Combining wget and unzip, we can easily download a zip file and unpack.


In [1]:
!wget -O corpus.zip https://github.com/probabll/basic-probability-programming/raw/master/weekly_tasks/week3/homework/code/corpus.zip
!unzip corpus.zip

--2020-11-18 10:00:01--  https://github.com/probabll/basic-probability-programming/raw/master/weekly_tasks/week3/homework/code/corpus.zip
Resolving github.com (github.com)... 140.82.112.4
Connecting to github.com (github.com)|140.82.112.4|:443... connected.
HTTP request sent, awaiting response... 302 Found
Location: https://raw.githubusercontent.com/probabll/basic-probability-programming/master/weekly_tasks/week3/homework/code/corpus.zip [following]
--2020-11-18 10:00:01--  https://raw.githubusercontent.com/probabll/basic-probability-programming/master/weekly_tasks/week3/homework/code/corpus.zip
Resolving raw.githubusercontent.com (raw.githubusercontent.com)... 151.101.0.133, 151.101.64.133, 151.101.128.133, ...
Connecting to raw.githubusercontent.com (raw.githubusercontent.com)|151.101.0.133|:443... connected.
HTTP request sent, awaiting response... 200 OK
Length: 5559299 (5.3M) [application/zip]
Saving to: ‘corpus.zip’


2020-11-18 10:00:01 (21.5 MB/s) - ‘corpus.zip’ saved [5559299/5

We can now load in the prepared dictionary. See the assignment for the details and purpose of the dictionaries. 



In [3]:
import json
import numpy as np
corpus = json.load(open('corpus/corpus-subset.json', 'r'))
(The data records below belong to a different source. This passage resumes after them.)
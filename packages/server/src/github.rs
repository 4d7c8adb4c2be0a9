use std::time::Duration;

use serde::Deserialize;
use thiserror::Error;
use tracing::debug;

use crate::config::GithubConfig;
use crate::utils::text::secret_preview;

/// Errors from the OAuth provider, split by who can fix them: a rejected
/// code or unusable profile is the caller's problem (401), a transport
/// failure is ours (500).
#[derive(Debug, Error)]
pub enum GithubError {
    #[error("GitHub rejected the authorization code")]
    CodeRejected,
    #[error("GitHub profile response is missing the user id")]
    MissingProfile,
    #[error("GitHub request failed: {0}")]
    Http(#[from] reqwest::Error),
}

/// Profile data fetched from the provider after a successful code exchange.
#[derive(Debug, Clone)]
pub struct GithubProfile {
    /// Provider-side user id, normalized to a string.
    pub id: String,
    pub login: String,
    pub name: Option<String>,
    pub email: Option<String>,
    pub avatar_url: Option<String>,
}

#[derive(Deserialize)]
struct TokenBody {
    access_token: Option<String>,
}

#[derive(Deserialize)]
struct ProfileBody {
    id: Option<serde_json::Value>,
    login: Option<String>,
    name: Option<String>,
    email: Option<String>,
    avatar_url: Option<String>,
}

/// HTTP client for the GitHub OAuth code exchange and profile fetch.
#[derive(Clone)]
pub struct GithubClient {
    http: reqwest::Client,
    client_id: String,
    client_secret: String,
    oauth_base: String,
    api_base: String,
}

impl GithubClient {
    pub fn new(config: &GithubConfig) -> Result<Self, GithubError> {
        let http = reqwest::Client::builder()
            .timeout(Duration::from_secs(config.timeout_secs))
            .build()?;

        Ok(Self {
            http,
            client_id: config.client_id.clone(),
            client_secret: config.client_secret.clone(),
            oauth_base: config.oauth_base.trim_end_matches('/').to_string(),
            api_base: config.api_base.trim_end_matches('/').to_string(),
        })
    }

    /// Exchange an authorization code for a provider access token.
    pub async fn exchange_code(&self, code: &str) -> Result<String, GithubError> {
        let body = serde_json::json!({
            "client_id": self.client_id,
            "client_secret": self.client_secret,
            "code": code,
        });

        let response = self
            .http
            .post(format!("{}/login/oauth/access_token", self.oauth_base))
            .header("Accept", "application/json")
            .json(&body)
            .send()
            .await?;

        let token: TokenBody = response.json().await?;
        match token.access_token {
            Some(t) if !t.is_empty() => {
                debug!(token = %secret_preview(&t), "obtained GitHub access token");
                Ok(t)
            }
            _ => Err(GithubError::CodeRejected),
        }
    }

    /// Fetch the authenticated user's profile with a provider access token.
    pub async fn fetch_user(&self, access_token: &str) -> Result<GithubProfile, GithubError> {
        let response = self
            .http
            .get(format!("{}/user", self.api_base))
            .header("Authorization", format!("Bearer {access_token}"))
            .header("Accept", "application/json")
            .header("User-Agent", "hivemind-server")
            .send()
            .await?;

        let profile: ProfileBody = response.json().await?;

        // GitHub serves the id as a number; mock providers may use strings.
        let id = match profile.id {
            Some(serde_json::Value::Number(n)) => n.to_string(),
            Some(serde_json::Value::String(s)) if !s.is_empty() => s,
            _ => return Err(GithubError::MissingProfile),
        };
        let login = profile.login.ok_or(GithubError::MissingProfile)?;

        Ok(GithubProfile {
            id,
            login,
            name: profile.name,
            email: profile.email,
            avatar_url: profile.avatar_url,
        })
    }
}
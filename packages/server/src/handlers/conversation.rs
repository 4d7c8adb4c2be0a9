use axum::{Json, extract::State};
use tracing::instrument;

use crate::error::AppError;
use crate::models::conversation::{ConversationDto, ConversationListResponse};
use crate::repo;
use crate::state::AppState;

/// Legacy REST listing of every conversation with relations inlined.
/// Predates the auth gate and GraphQL; kept for old clients, not extended.
#[instrument(skip(state))]
pub async fn list_conversations(
    State(state): State<AppState>,
) -> Result<Json<ConversationListResponse>, AppError> {
    let rows = repo::conversations::list_all(&state.db).await?;
    let bundles = repo::conversations::load_relations(&state.db, rows).await?;

    Ok(Json(ConversationListResponse {
        conversations: bundles.into_iter().map(ConversationDto::from).collect(),
    }))
}
use chrono::{DateTime, Utc};
use serde::Serialize;
use uuid::Uuid;

use crate::entity::{character, persona};
use crate::repo::conversations::ConversationBundle;
use crate::utils::json::string_list;

/// Legacy REST listing of conversations with relations inlined. Retained for
/// pre-GraphQL clients; new consumers should query `conversations` over
/// GraphQL instead.
#[derive(Serialize, utoipa::ToSchema)]
pub struct ConversationListResponse {
    pub conversations: Vec<ConversationDto>,
}

#[derive(Serialize, utoipa::ToSchema)]
pub struct ConversationDto {
    pub id: Uuid,
    pub title: String,
    pub scenario: String,
    pub tags: Vec<String>,
    pub assistant: bool,
    pub initial_message: Option<String>,
    pub persona: Option<PersonaDto>,
    pub characters: Vec<CharacterSummaryDto>,
    pub conversation_facts: Vec<String>,
    pub created_at: DateTime<Utc>,
    pub updated_at: DateTime<Utc>,
}

#[derive(Serialize, utoipa::ToSchema)]
pub struct PersonaDto {
    pub id: Uuid,
    pub name: String,
    pub description: String,
    pub default: bool,
}

impl From<persona::Model> for PersonaDto {
    fn from(p: persona::Model) -> Self {
        Self {
            id: p.id,
            name: p.name,
            description: p.description,
            default: p.is_default,
        }
    }
}

#[derive(Serialize, utoipa::ToSchema)]
pub struct CharacterSummaryDto {
    pub id: Uuid,
    pub name: String,
    pub description: String,
    pub public: bool,
}

impl From<character::Model> for CharacterSummaryDto {
    fn from(c: character::Model) -> Self {
        Self {
            id: c.id,
            name: c.name,
            description: c.description,
            public: c.public,
        }
    }
}

impl From<ConversationBundle> for ConversationDto {
    fn from(bundle: ConversationBundle) -> Self {
        let c = bundle.conversation;
        Self {
            id: c.id,
            title: c.title,
            scenario: c.scenario,
            tags: string_list(&c.tags),
            assistant: c.assistant,
            initial_message: c.initial_message,
            persona: bundle.persona.map(PersonaDto::from),
            characters: bundle
                .characters
                .into_iter()
                .map(CharacterSummaryDto::from)
                .collect(),
            conversation_facts: bundle.facts.into_iter().map(|f| f.fact).collect(),
            created_at: c.created_at,
            updated_at: c.updated_at,
        }
    }
}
#print an example to inspect the structure of the dictionary. 
print(corpus["1789-Washington"])

{'collection': 'inaugural', 'fid': '1789-Washington', 'filename': 'corpus/1789-Washington.txt'}


In [5]:
from collections import Counter
import json
print_steps = True
def step(message):
    if print_steps:
        print("\n" + "*"*70 + '\n{:*^70}\n'.format(message))



def split_text(text):
    """
    Split the string in words (tokens)
    :param text: string
    :return: list
    """
    return text.lower().split(' ')

def get_file_freqs(filename):
    """
    Get the word frequencies in a file
    :param filename:
    :return: Counter
    """
    freqs = Counter()
    with open(filename, 'r', encoding='utf8') as file:
        for line in file:
            words = split_text(line)
            freqs.update(words)

    return freqs


#####################################################################

####
step("1. Collect the corpus frequencies")
# Make a Counter object `corpus_freqs` with the corpus (word) freqs,
# the freqs of words in all documents combined. You can use the
# function get_file_freqs and Counter.update() might be useful.
corpus_freqs = Counter()
idf_counter = Counter()
for docid, info in corpus.items():
    file_freq = get_file_freqs(info['filename'])
    corpus_freqs = corpus_freqs + file_freq
    idf_counter.update(list(corpus_freqs.keys()))
    print('Number of unique words in corpus:', len(corpus_freqs))

tf_idf = dict()
total_n = len(idf_counter)
for key in idf_counter.keys():
    tf_idf[key] = corpus_freqs[key] * (np.log(total_n / (1 + idf_counter[key]))+1)

####
step("2. Make vocabulary")
# To scale things down, we only consider some of the most frequent
# words in the corpus. Use the method Counter.most_common() to make
# a list (!) called `vocabulary` which contains the voc_size=100 most
# common words in the corpus
voc_size = 100
vocabulary = list(zip(*corpus_freqs.most_common(voc_size)))[0]
tf_idf_voc = sorted(tf_idf)[:voc_size]

####
step("# 3. Collect vocabulary word frequencies")
# We are only interested in the frequency of words in the vocabulary.
# Write a function that, given a frequency counter and the vocabulary
# returns a list (!) of frequencies of the words in the vocabulary.
# So if freqs['book'] = 10 and 'book' is the 3rd word in the vocabulary,
# then the function should output a list with 10 as the 3rd item.
def freqs_to_vector(freqs, vocabulary):
    """
    Turns a frequency Counter into a list (!) of frequencies, in the
    same order as the words in vocabulary.
    :param freqs: a Counter with word frequencies
    :param vocabulary: a list of vocabulary words
    :return: a list with the frequencies of each of the voc. words
    """
    freq_list = list()
    for word in vocabulary:
        if word in freqs:
            freq_list.append(freqs[word])
        else:
            freq_list.append(0)
    return freq_list


####
step("4. Collect vocabulary word frequencies")
# Store the frequency vector of every document in the `corpus` object
# as `corpus[doc_id]['freqs']` (remember `corpus` is a dictionary of
# dictionaries). You first have to read out the frequencies again
# using `get_file_freqs`, and then you can use `freq_to_vector`.

# ...

for docid, info in corpus.items():
    item_freqs = get_file_freqs(info['filename'])
    corpus[docid]['freqs'] = freqs_to_vector(item_freqs, vocabulary)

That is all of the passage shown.